1. Introduction

Cloud Computing has started becoming more prevalent in many different fields. In the EU, 41% of enterprises use Cloud Computing to a degree in their workflows (mostly in e-mail hosting and data storage). Resulting in a 5% increase as compared to the previous year. Further on, according to these statistics, 73% of the said enterprises use them in a plethora of fields ranging from security software, database hosting, computing platforms, or testing and development (Eurostat, 2021).

Use of cloud computing, by enterprise size (Figure 1)Use of cloud computing, by enterprise size (Figure 1)

Leading to the assumption that the use of cloud computing, in general, is becoming more widespread in all enterprises across Europe. This situation is not limited to big enterprises either. We see that the overall growth of Cloud Computing in the context of small enterprises has gone up by 5% (Figure 1). 

Cloud computing usage by smaller companies, by country (Figure 2)Cloud computing usage by smaller companies, by country (Figure 2)

Though we see an overall increase in Cloud Computing usage across all enterprises, the specific usage case for Cloud Computing itself varies (Figure 2). We can see that overall, 79% of them house their e-mails, 46% of them host their databases, and 66% store their files on cloud systems. This begs the question, just how dependable are current security measures against breaches, and how can the existing ones be improved upon. This very question is the focus of the article: Laying the groundwork for what Cloud Computing is and its components, later focusing on cloud computing security. 

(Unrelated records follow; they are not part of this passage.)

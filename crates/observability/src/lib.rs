//! Tracing/logging setup shared by every surface embedding the core.

/// Initialize process-wide observability (tracing/logging).
///
/// This is safe to call multiple times; subsequent calls become no-ops.
pub fn init() {
    tracing::init();
}

/// Tracing configuration (filters, layers).
pub mod tracing;
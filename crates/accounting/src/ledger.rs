//! Ledger accounts and the registry that owns them.

use std::collections::HashMap;

use serde::{Deserialize, Serialize};

use bahi_core::{DomainError, DomainResult, Entity, LedgerId, Money};

use crate::group::LedgerGroup;

/// Ledger status lifecycle.
///
/// Deactivation is soft: a ledger referenced by posted vouchers is never
/// physically removed, so the audit trail stays resolvable.
#[derive(Debug, Clone, Copy, PartialEq, Eq, Serialize, Deserialize)]
#[serde(rename_all = "lowercase")]
pub enum LedgerStatus {
    Active,
    Inactive,
}

/// A named account tracking a running balance.
///
/// Invariant: `current_balance = opening_balance + Σ signed amounts of all
/// posted voucher lines referencing this ledger`. Posting is the only path
/// that moves `current_balance`.
#[derive(Debug, Clone, PartialEq, Eq, Serialize, Deserialize)]
pub struct Ledger {
    id: LedgerId,
    name: String,
    group: LedgerGroup,
    /// Signed, debit-positive.
    opening_balance: Money,
    current_balance: Money,
    status: LedgerStatus,
    /// Posted voucher lines referencing this ledger.
    posted_lines: u64,
}

impl Ledger {
    pub fn name(&self) -> &str {
        &self.name
    }

    pub fn group(&self) -> LedgerGroup {
        self.group
    }

    pub fn opening_balance(&self) -> Money {
        self.opening_balance
    }

    pub fn current_balance(&self) -> Money {
        self.current_balance
    }

    pub fn status(&self) -> LedgerStatus {
        self.status
    }

    pub fn is_active(&self) -> bool {
        self.status == LedgerStatus::Active
    }

    pub fn posted_lines(&self) -> u64 {
        self.posted_lines
    }
}

impl Entity for Ledger {
    type Id = LedgerId;

    fn id(&self) -> &LedgerId {
        &self.id
    }
}

/// Arena of ledger accounts for one book, keyed by id.
///
/// Balances mutate through `apply_delta` only, which is crate-private: the
/// posting engine is the sole writer, everything else reads.
#[derive(Debug, Default, Clone)]
pub struct LedgerRegistry {
    ledgers: HashMap<LedgerId, Ledger>,
    /// Case-folded name → id, for uniqueness within the book.
    names: HashMap<String, LedgerId>,
}

impl LedgerRegistry {
    pub fn new() -> Self {
        Self::default()
    }

    /// Create a ledger with the given opening balance (signed, debit-positive).
    ///
    /// Names are unique within the book, ignoring case and surrounding
    /// whitespace.
    pub fn create_ledger(
        &mut self,
        name: &str,
        group: LedgerGroup,
        opening_balance: Money,
    ) -> DomainResult<LedgerId> {
        let trimmed = name.trim();
        if trimmed.is_empty() {
            return Err(DomainError::validation("ledger name cannot be empty"));
        }

        let key = trimmed.to_lowercase();
        if self.names.contains_key(&key) {
            return Err(DomainError::duplicate_name(trimmed));
        }

        let id = LedgerId::new();
        self.names.insert(key, id);
        self.ledgers.insert(
            id,
            Ledger {
                id,
                name: trimmed.to_string(),
                group,
                opening_balance,
                current_balance: opening_balance,
                status: LedgerStatus::Active,
                posted_lines: 0,
            },
        );

        Ok(id)
    }

    pub fn ledger(&self, id: LedgerId) -> DomainResult<&Ledger> {
        self.ledgers.get(&id).ok_or(DomainError::NotFound)
    }

    pub fn ledger_by_name(&self, name: &str) -> Option<&Ledger> {
        let id = self.names.get(&name.trim().to_lowercase())?;
        self.ledgers.get(id)
    }

    pub fn contains(&self, id: LedgerId) -> bool {
        self.ledgers.contains_key(&id)
    }

    /// All ledgers, in arbitrary order; report aggregation sorts as needed.
    pub fn iter(&self) -> impl Iterator<Item = &Ledger> {
        self.ledgers.values()
    }

    pub fn len(&self) -> usize {
        self.ledgers.len()
    }

    pub fn is_empty(&self) -> bool {
        self.ledgers.is_empty()
    }

    /// Soft-deactivate a ledger.
    ///
    /// Refused once any posted voucher line references it; correcting a
    /// mistaken ledger means reversing the vouchers, not deleting the account.
    pub fn deactivate_ledger(&mut self, id: LedgerId) -> DomainResult<()> {
        let ledger = self.ledgers.get_mut(&id).ok_or(DomainError::NotFound)?;
        if ledger.posted_lines > 0 {
            return Err(DomainError::has_activity(ledger.name.clone()));
        }
        ledger.status = LedgerStatus::Inactive;
        Ok(())
    }

    /// Add a posted line's signed amount to the ledger's running balance and
    /// return the updated balance. One call per posted voucher line.
    pub(crate) fn apply_delta(&mut self, id: LedgerId, signed: Money) -> DomainResult<Money> {
        let ledger = self.ledgers.get_mut(&id).ok_or(DomainError::NotFound)?;
        ledger.current_balance += signed;
        ledger.posted_lines += 1;
        Ok(ledger.current_balance)
    }
}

The previous article laid the groundwork for Cloud Computing with an introduction surrounding the basics, and from there moved on to the explanation of key concepts such as cloud business model, cloud types, and the difference between on-premises and cloud storage. Here, in the continuation to that article, we will be analysing the security measures surrounding Cloud Computing, detailing the security measurements that are currently being used and the possible threats that are imposed on the Cloud, to highlight the status quo in the field itself.

2. Cloud & Security

2.1. Cloud Computing

Starting with a brief overview of the previous article, Cloud Computing in its most fundamental form is the delivery of computing services, i.e., servers, storage, databases, networking, software, analytics, and intelligence, over the internet (The Cloud). It offers enterprises to select what they will be using and drops the requirement for unnecessary in-house hardware. 

The business model of cloud computing is based on the term on-demand services. Under these, you usually do not have a fixed service that does not budge, but one that is easily scalable according to the needs of your enterprise. For instance, if you need more storage or computing power in your processes, the Cloud service you are using can adjust these accordingly. 

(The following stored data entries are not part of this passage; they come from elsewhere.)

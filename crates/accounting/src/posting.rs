//! Voucher validation and posting.
//!
//! Posting is all-or-nothing: every rule is checked and every delta resolved
//! before any balance is touched, so a rejected or failed voucher leaves the
//! book exactly as it was.

use chrono::NaiveDate;
use serde::{Deserialize, Serialize};
use thiserror::Error;

use bahi_core::{BALANCE_EPSILON, DomainError, DomainResult, Entity, LedgerId, Money, VoucherId};

use crate::group::{LedgerGroup, Side};
use crate::ledger::LedgerRegistry;
use crate::voucher::{DraftLine, DraftVoucher, Voucher, VoucherKind, VoucherLine, VoucherStatus};

/// A single field-scoped validation failure.
///
/// All violated rules are collected and reported together so one correction
/// pass fixes the whole voucher.
#[derive(Debug, Clone, PartialEq, Eq, Error, Serialize, Deserialize)]
#[serde(rename_all = "snake_case", tag = "issue")]
pub enum ValidationIssue {
    #[error("line {line}: amount must be positive")]
    AmountNotPositive { line: usize },

    #[error("line {line}: missing ledger reference")]
    MissingLedger { line: usize },

    #[error("line {line}: unknown ledger")]
    UnknownLedger { line: usize, ledger: LedgerId },

    #[error("line {line}: ledger '{name}' is inactive")]
    InactiveLedger { line: usize, name: String },

    #[error("voucher needs at least one line with a ledger and a positive amount")]
    NoEffectiveLines,

    #[error("{kind} voucher requires a party ledger")]
    MissingParty { kind: VoucherKind },

    #[error("party ledger does not exist")]
    UnknownParty { ledger: LedgerId },

    #[error("party ledger '{name}' must belong to {expected}")]
    PartyGroupMismatch { name: String, expected: LedgerGroup },

    #[error("debits ({debits}) and credits ({credits}) differ by more than 0.01")]
    Unbalanced { debits: Money, credits: Money },
}

impl ValidationIssue {
    /// Form field the issue belongs to.
    pub fn field(&self) -> &'static str {
        match self {
            ValidationIssue::AmountNotPositive { .. }
            | ValidationIssue::MissingLedger { .. }
            | ValidationIssue::UnknownLedger { .. }
            | ValidationIssue::InactiveLedger { .. }
            | ValidationIssue::NoEffectiveLines => "lines",
            ValidationIssue::MissingParty { .. }
            | ValidationIssue::UnknownParty { .. }
            | ValidationIssue::PartyGroupMismatch { .. } => "party",
            ValidationIssue::Unbalanced { .. } => "total",
        }
    }
}

/// Why a voucher could not be posted.
#[derive(Debug, Clone, PartialEq, Eq, Error)]
pub enum PostingError {
    /// Validation failed; the draft was rejected with no balance effect.
    #[error("voucher rejected with {} validation issue(s)", .0.len())]
    Rejected(Vec<ValidationIssue>),

    /// A ledger vanished between validation and apply. Nothing was applied.
    #[error("ledger {0} not found during posting")]
    LedgerNotFound(LedgerId),

    /// The referenced voucher does not exist in this journal.
    #[error("voucher {0} not found")]
    VoucherNotFound(VoucherId),

    /// Only a voucher still in `Posted` status can be reversed or amended.
    #[error("voucher #{number} is already {status}")]
    NotReversible { number: u32, status: VoucherStatus },
}

/// Updated running balance of one ledger touched by a posting.
#[derive(Debug, Clone, Copy, PartialEq, Eq, Serialize)]
pub struct LedgerBalance {
    pub ledger: LedgerId,
    pub current_balance: Money,
}

/// Outcome of a successful posting, addressed to the storage collaborator:
/// the finalized voucher plus the updated balance of every ledger it touched.
/// Persisting both atomically (and stamping storage ids/timestamps) is the
/// collaborator's job.
#[derive(Debug, Clone, PartialEq, Eq, Serialize)]
pub struct PostingReceipt {
    pub voucher: Voucher,
    pub balances: Vec<LedgerBalance>,
}

/// Outcome of an audit-safe correction: the reversal and the corrected entry.
#[derive(Debug, Clone, PartialEq, Eq, Serialize)]
pub struct Amendment {
    pub reversal: PostingReceipt,
    pub correction: PostingReceipt,
}

/// Check a draft against every posting rule, collecting all violations.
///
/// An empty result means the draft may post. Date presence/parseability is
/// carried by the `NaiveDate` type, so no rule re-checks it here.
pub fn validate(registry: &LedgerRegistry, draft: &DraftVoucher) -> Vec<ValidationIssue> {
    let mut issues = Vec::new();

    // Party rules, for kinds that transact with a named party.
    if let Some(expected) = draft.kind.party_group() {
        match draft.party {
            None => issues.push(ValidationIssue::MissingParty { kind: draft.kind }),
            Some(party) => match registry.ledger(party) {
                Err(_) => issues.push(ValidationIssue::UnknownParty { ledger: party }),
                Ok(ledger) if ledger.group() != expected => {
                    issues.push(ValidationIssue::PartyGroupMismatch {
                        name: ledger.name().to_string(),
                        expected,
                    });
                }
                Ok(_) => {}
            },
        }
    }

    // Line rules. Blank rows are form artifacts and are skipped outright.
    let mut debits: i128 = 0;
    let mut credits: i128 = 0;
    let mut effective = 0usize;

    for (idx, line) in draft.lines.iter().enumerate() {
        if line.is_blank() {
            continue;
        }
        let line_no = idx + 1;

        match line.ledger {
            None => issues.push(ValidationIssue::MissingLedger { line: line_no }),
            Some(id) => match registry.ledger(id) {
                Err(_) => issues.push(ValidationIssue::UnknownLedger {
                    line: line_no,
                    ledger: id,
                }),
                Ok(ledger) if !ledger.is_active() => {
                    issues.push(ValidationIssue::InactiveLedger {
                        line: line_no,
                        name: ledger.name().to_string(),
                    });
                }
                Ok(_) => {}
            },
        }

        if !line.amount.is_positive() {
            issues.push(ValidationIssue::AmountNotPositive { line: line_no });
        }

        if line.ledger.is_some() && line.amount.is_positive() {
            effective += 1;
            match line.side {
                Side::Debit => debits += i128::from(line.amount.minor()),
                Side::Credit => credits += i128::from(line.amount.minor()),
            }
        }
    }

    if effective == 0 {
        issues.push(ValidationIssue::NoEffectiveLines);
    }

    // The fundamental double-entry invariant.
    if (debits - credits).unsigned_abs() > BALANCE_EPSILON.minor().unsigned_abs() as u128 {
        let clamp = |v: i128| Money::from_minor(v.clamp(i64::MIN.into(), i64::MAX.into()) as i64);
        issues.push(ValidationIssue::Unbalanced {
            debits: clamp(debits),
            credits: clamp(credits),
        });
    }

    issues
}

/// Posted voucher history for one book, plus the posting engine itself.
///
/// Every state-changing operation takes `&mut self` and `&mut LedgerRegistry`:
/// the single-writer-per-book model is enforced by the borrow checker, so two
/// postings against the same book cannot interleave and lose updates.
#[derive(Debug, Clone)]
pub struct Journal {
    vouchers: Vec<Voucher>,
    next_number: u32,
}

impl Journal {
    pub fn new() -> Self {
        Self {
            vouchers: Vec::new(),
            next_number: 1,
        }
    }

    pub fn vouchers(&self) -> &[Voucher] {
        &self.vouchers
    }

    pub fn voucher(&self, id: VoucherId) -> DomainResult<&Voucher> {
        self.vouchers
            .iter()
            .find(|v| *v.id() == id)
            .ok_or(DomainError::NotFound)
    }

    pub fn len(&self) -> usize {
        self.vouchers.len()
    }

    pub fn is_empty(&self) -> bool {
        self.vouchers.is_empty()
    }

    /// Validate and post a draft as one atomic unit.
    ///
    /// `Draft → Posted` on success; `Draft → Rejected` (no balance effect) on
    /// validation failure.
    pub fn post(
        &mut self,
        registry: &mut LedgerRegistry,
        draft: DraftVoucher,
    ) -> Result<PostingReceipt, PostingError> {
        let issues = validate(registry, &draft);
        if !issues.is_empty() {
            tracing::debug!(kind = %draft.kind, issues = issues.len(), "voucher rejected");
            return Err(PostingError::Rejected(issues));
        }

        let lines: Vec<VoucherLine> = draft.lines.iter().filter_map(DraftLine::resolve).collect();
        self.journalize(
            registry,
            draft.kind,
            draft.date,
            draft.party,
            draft.narration,
            lines,
            None,
        )
    }

    /// Post a mirror voucher that backs out `id` and mark the original
    /// `Reversed`. Both entries stay in the journal: the audit trail is
    /// append-only.
    pub fn reverse(
        &mut self,
        registry: &mut LedgerRegistry,
        id: VoucherId,
        date: NaiveDate,
    ) -> Result<PostingReceipt, PostingError> {
        let original = self
            .voucher(id)
            .map_err(|_| PostingError::VoucherNotFound(id))?;
        if original.status() != VoucherStatus::Posted {
            return Err(PostingError::NotReversible {
                number: original.number(),
                status: original.status(),
            });
        }

        let kind = original.kind();
        let party = original.party();
        let narration = format!("Reversal of voucher #{}", original.number());
        let mirrored: Vec<VoucherLine> = original
            .lines()
            .iter()
            .map(|line| VoucherLine {
                ledger: line.ledger,
                side: line.side.opposite(),
                amount: line.amount,
                particulars: line.particulars.clone(),
            })
            .collect();

        let receipt = self.journalize(
            registry,
            kind,
            date,
            party,
            Some(narration),
            mirrored,
            Some(id),
        )?;

        let reversal_id = *receipt.voucher.id();
        if let Some(original) = self.voucher_mut(id) {
            original.mark_reversed(reversal_id);
        }

        Ok(receipt)
    }

    /// Correct a posted voucher audit-safely: validate the correction first,
    /// then post a reversal plus the corrected entry and mark the original
    /// `Superseded`. A bad correction leaves the book untouched.
    pub fn amend(
        &mut self,
        registry: &mut LedgerRegistry,
        id: VoucherId,
        corrected: DraftVoucher,
    ) -> Result<Amendment, PostingError> {
        let issues = validate(registry, &corrected);
        if !issues.is_empty() {
            return Err(PostingError::Rejected(issues));
        }

        let reversal = self.reverse(registry, id, corrected.date)?;

        let lines: Vec<VoucherLine> =
            corrected.lines.iter().filter_map(DraftLine::resolve).collect();
        let correction = self.journalize(
            registry,
            corrected.kind,
            corrected.date,
            corrected.party,
            corrected.narration,
            lines,
            None,
        )?;

        if let Some(original) = self.voucher_mut(id) {
            original.mark_superseded();
        }

        Ok(Amendment {
            reversal,
            correction,
        })
    }

    /// Append an already-validated voucher and apply its balance deltas.
    ///
    /// Two phases: every ledger is resolved before any balance moves, so a
    /// missing ledger fails the whole voucher with the book unchanged.
    #[allow(clippy::too_many_arguments)]
    fn journalize(
        &mut self,
        registry: &mut LedgerRegistry,
        kind: VoucherKind,
        date: NaiveDate,
        party: Option<LedgerId>,
        narration: Option<String>,
        lines: Vec<VoucherLine>,
        reverses: Option<VoucherId>,
    ) -> Result<PostingReceipt, PostingError> {
        for line in &lines {
            if !registry.contains(line.ledger) {
                return Err(PostingError::LedgerNotFound(line.ledger));
            }
        }

        let mut balances: Vec<LedgerBalance> = Vec::new();
        for line in &lines {
            // Cannot fail: presence checked above and ledgers are never removed.
            let current = registry
                .apply_delta(line.ledger, line.signed_amount())
                .map_err(|_| PostingError::LedgerNotFound(line.ledger))?;
            match balances.iter().position(|b| b.ledger == line.ledger) {
                Some(i) => balances[i].current_balance = current,
                None => balances.push(LedgerBalance {
                    ledger: line.ledger,
                    current_balance: current,
                }),
            }
        }

        let total: Money = lines
            .iter()
            .filter(|line| line.side == Side::Debit)
            .map(|line| line.amount)
            .sum();

        let voucher = Voucher::new(
            VoucherId::new(),
            self.next_number,
            kind,
            date,
            party,
            narration,
            lines,
            total,
            reverses,
        );
        self.next_number += 1;

        tracing::info!(
            number = voucher.number(),
            kind = %kind,
            total = %total,
            lines = voucher.lines().len(),
            "voucher posted"
        );

        self.vouchers.push(voucher.clone());
        Ok(PostingReceipt { voucher, balances })
    }

    fn voucher_mut(&mut self, id: VoucherId) -> Option<&mut Voucher> {
        self.vouchers.iter_mut().find(|v| *v.id() == id)
    }
}

impl Default for Journal {
    fn default() -> Self {
        Self::new()
    }
}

2.2. The Status quo of Cloud Computing Security

2.2.1. Security Techniques

Cloud Security is a concept that many enterprises have an issue with. This is naturally born from the distrust that companies have surrounding their sensitive data and the new nature of cloud technologies, resulting in pre-emptive distrust even before putting the service itself into consideration. 

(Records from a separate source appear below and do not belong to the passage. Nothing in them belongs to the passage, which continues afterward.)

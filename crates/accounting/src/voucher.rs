//! Voucher records: drafts coming in from forms, posted vouchers in the
//! journal.

use chrono::NaiveDate;
use serde::{Deserialize, Serialize};

use bahi_core::{Entity, LedgerId, Money, VoucherId};

use crate::group::{LedgerGroup, Side};

/// Voucher kind.
///
/// The kind dictates whether a party ledger is required and which Sundry
/// group it must come from; beyond that, posting validity is the balance
/// invariant alone.
#[derive(Debug, Clone, Copy, PartialEq, Eq, Hash, Serialize, Deserialize)]
#[serde(rename_all = "snake_case")]
pub enum VoucherKind {
    Sales,
    Purchase,
    Receipt,
    Payment,
    Journal,
    Contra,
    CreditNote,
    DebitNote,
}

impl VoucherKind {
    /// Party group dictated by the kind: customers on the sales side,
    /// suppliers on the purchase side, none for journal/contra entries.
    pub fn party_group(self) -> Option<LedgerGroup> {
        match self {
            VoucherKind::Sales | VoucherKind::Receipt | VoucherKind::CreditNote => {
                Some(LedgerGroup::SundryDebtors)
            }
            VoucherKind::Purchase | VoucherKind::Payment | VoucherKind::DebitNote => {
                Some(LedgerGroup::SundryCreditors)
            }
            VoucherKind::Journal | VoucherKind::Contra => None,
        }
    }

    pub fn requires_party(self) -> bool {
        self.party_group().is_some()
    }

    pub fn label(self) -> &'static str {
        match self {
            VoucherKind::Sales => "Sales",
            VoucherKind::Purchase => "Purchase",
            VoucherKind::Receipt => "Receipt",
            VoucherKind::Payment => "Payment",
            VoucherKind::Journal => "Journal",
            VoucherKind::Contra => "Contra",
            VoucherKind::CreditNote => "Credit Note",
            VoucherKind::DebitNote => "Debit Note",
        }
    }
}

impl core::fmt::Display for VoucherKind {
    fn fmt(&self, f: &mut core::fmt::Formatter<'_>) -> core::fmt::Result {
        f.write_str(self.label())
    }
}

/// One form row of a candidate voucher.
///
/// Rows arrive as users left them: fully blank rows (no ledger, zero amount)
/// are tolerated and skipped, half-filled rows are validation errors.
#[derive(Debug, Clone, PartialEq, Eq, Serialize, Deserialize)]
pub struct DraftLine {
    pub ledger: Option<LedgerId>,
    pub side: Side,
    /// Positive for a meaningful row.
    pub amount: Money,
    pub particulars: Option<String>,
}

impl DraftLine {
    pub fn debit(ledger: LedgerId, amount: Money) -> Self {
        Self {
            ledger: Some(ledger),
            side: Side::Debit,
            amount,
            particulars: None,
        }
    }

    pub fn credit(ledger: LedgerId, amount: Money) -> Self {
        Self {
            ledger: Some(ledger),
            side: Side::Credit,
            amount,
            particulars: None,
        }
    }

    pub fn with_particulars(mut self, text: impl Into<String>) -> Self {
        self.particulars = Some(text.into());
        self
    }

    pub(crate) fn is_blank(&self) -> bool {
        self.ledger.is_none() && self.amount.is_zero()
    }

    /// Resolved line, if this row carries a ledger reference.
    pub(crate) fn resolve(&self) -> Option<VoucherLine> {
        let ledger = self.ledger?;
        Some(VoucherLine {
            ledger,
            side: self.side,
            amount: self.amount,
            particulars: self.particulars.clone(),
        })
    }
}

/// Candidate voucher as captured from a form: the *draft* state.
///
/// Posting either journalizes it as a [`Voucher`] or rejects it with field
/// errors; a rejected draft has no balance effect.
#[derive(Debug, Clone, PartialEq, Eq, Serialize, Deserialize)]
pub struct DraftVoucher {
    pub kind: VoucherKind,
    pub date: NaiveDate,
    /// Party ledger (Sundry Debtor/Creditor), required for non-journal kinds.
    pub party: Option<LedgerId>,
    pub narration: Option<String>,
    pub lines: Vec<DraftLine>,
}

impl DraftVoucher {
    pub fn new(kind: VoucherKind, date: NaiveDate) -> Self {
        Self {
            kind,
            date,
            party: None,
            narration: None,
            lines: Vec::new(),
        }
    }

    pub fn with_party(mut self, ledger: LedgerId) -> Self {
        self.party = Some(ledger);
        self
    }

    pub fn with_narration(mut self, narration: impl Into<String>) -> Self {
        self.narration = Some(narration.into());
        self
    }

    pub fn with_line(mut self, line: DraftLine) -> Self {
        self.lines.push(line);
        self
    }
}

/// Posted line item: resolved ledger, side and a strictly positive amount.
#[derive(Debug, Clone, PartialEq, Eq, Serialize, Deserialize)]
pub struct VoucherLine {
    pub ledger: LedgerId,
    pub side: Side,
    pub amount: Money,
    pub particulars: Option<String>,
}

impl VoucherLine {
    /// Signed effect on the ledger balance (debit-positive).
    pub fn signed_amount(&self) -> Money {
        self.side.signed(self.amount)
    }
}

/// Post-posting lifecycle.
///
/// A posted voucher is immutable; corrections happen through reversing
/// entries, never in place, so historical balances always re-derive.
#[derive(Debug, Clone, Copy, PartialEq, Eq, Serialize, Deserialize)]
#[serde(rename_all = "lowercase")]
pub enum VoucherStatus {
    Posted,
    /// Backed out by a reversing voucher.
    Reversed,
    /// Backed out and replaced by a correcting voucher.
    Superseded,
}

impl core::fmt::Display for VoucherStatus {
    fn fmt(&self, f: &mut core::fmt::Formatter<'_>) -> core::fmt::Result {
        f.write_str(match self {
            VoucherStatus::Posted => "posted",
            VoucherStatus::Reversed => "reversed",
            VoucherStatus::Superseded => "superseded",
        })
    }
}

/// A recorded financial transaction: balanced debit/credit line items.
#[derive(Debug, Clone, PartialEq, Eq, Serialize, Deserialize)]
pub struct Voucher {
    id: VoucherId,
    /// Sequential number within the book, assigned at posting.
    number: u32,
    kind: VoucherKind,
    date: NaiveDate,
    party: Option<LedgerId>,
    narration: Option<String>,
    lines: Vec<VoucherLine>,
    /// Σ debit amounts (== Σ credit amounts within ε).
    total: Money,
    status: VoucherStatus,
    /// Set on a reversing voucher: the voucher it backs out.
    reverses: Option<VoucherId>,
    /// Set on a backed-out voucher: the reversing voucher.
    reversed_by: Option<VoucherId>,
}

impl Voucher {
    #[allow(clippy::too_many_arguments)]
    pub(crate) fn new(
        id: VoucherId,
        number: u32,
        kind: VoucherKind,
        date: NaiveDate,
        party: Option<LedgerId>,
        narration: Option<String>,
        lines: Vec<VoucherLine>,
        total: Money,
        reverses: Option<VoucherId>,
    ) -> Self {
        Self {
            id,
            number,
            kind,
            date,
            party,
            narration,
            lines,
            total,
            status: VoucherStatus::Posted,
            reverses,
            reversed_by: None,
        }
    }

    pub fn number(&self) -> u32 {
        self.number
    }

    pub fn kind(&self) -> VoucherKind {
        self.kind
    }

    pub fn date(&self) -> NaiveDate {
        self.date
    }

    pub fn party(&self) -> Option<LedgerId> {
        self.party
    }

    pub fn narration(&self) -> Option<&str> {
        self.narration.as_deref()
    }

    pub fn lines(&self) -> &[VoucherLine] {
        &self.lines
    }

    pub fn total(&self) -> Money {
        self.total
    }

    pub fn status(&self) -> VoucherStatus {
        self.status
    }

    /// Whether this voucher is itself a reversing entry.
    pub fn is_reversal(&self) -> bool {
        self.reverses.is_some()
    }

    pub fn reverses(&self) -> Option<VoucherId> {
        self.reverses
    }

    pub fn reversed_by(&self) -> Option<VoucherId> {
        self.reversed_by
    }

    pub(crate) fn mark_reversed(&mut self, by: VoucherId) {
        self.status = VoucherStatus::Reversed;
        self.reversed_by = Some(by);
    }

    pub(crate) fn mark_superseded(&mut self) {
        self.status = VoucherStatus::Superseded;
    }
}

impl Entity for Voucher {
    type Id = VoucherId;

    fn id(&self) -> &VoucherId {
        &self.id
    }
}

To get a sense of the scope in which cloud security itself runs, here is a list of the devices and platforms that are aimed to be protected:

Devices that need SecurityDevices that need Security

The hereby section aims to teach the fundamentals of Cloud Computing Security Techniques, explaining the purpose of each one. The methods for this are as follows:

Encryption: Encryption is a way of scrambling data so that only authorized parties can understand the information. If an attacker hacks into a company's cloud and finds unencrypted data, they can do any number of malicious actions with the data: leak it, sell it, use it to carry out further attacks, etc. However, if the company's data is encrypted, the attacker will only find scrambled data that cannot be used unless they somehow discover the decryption key (which should be almost impossible). In this way, encryption helps prevent data leakage and exposure, even when other security measures fail.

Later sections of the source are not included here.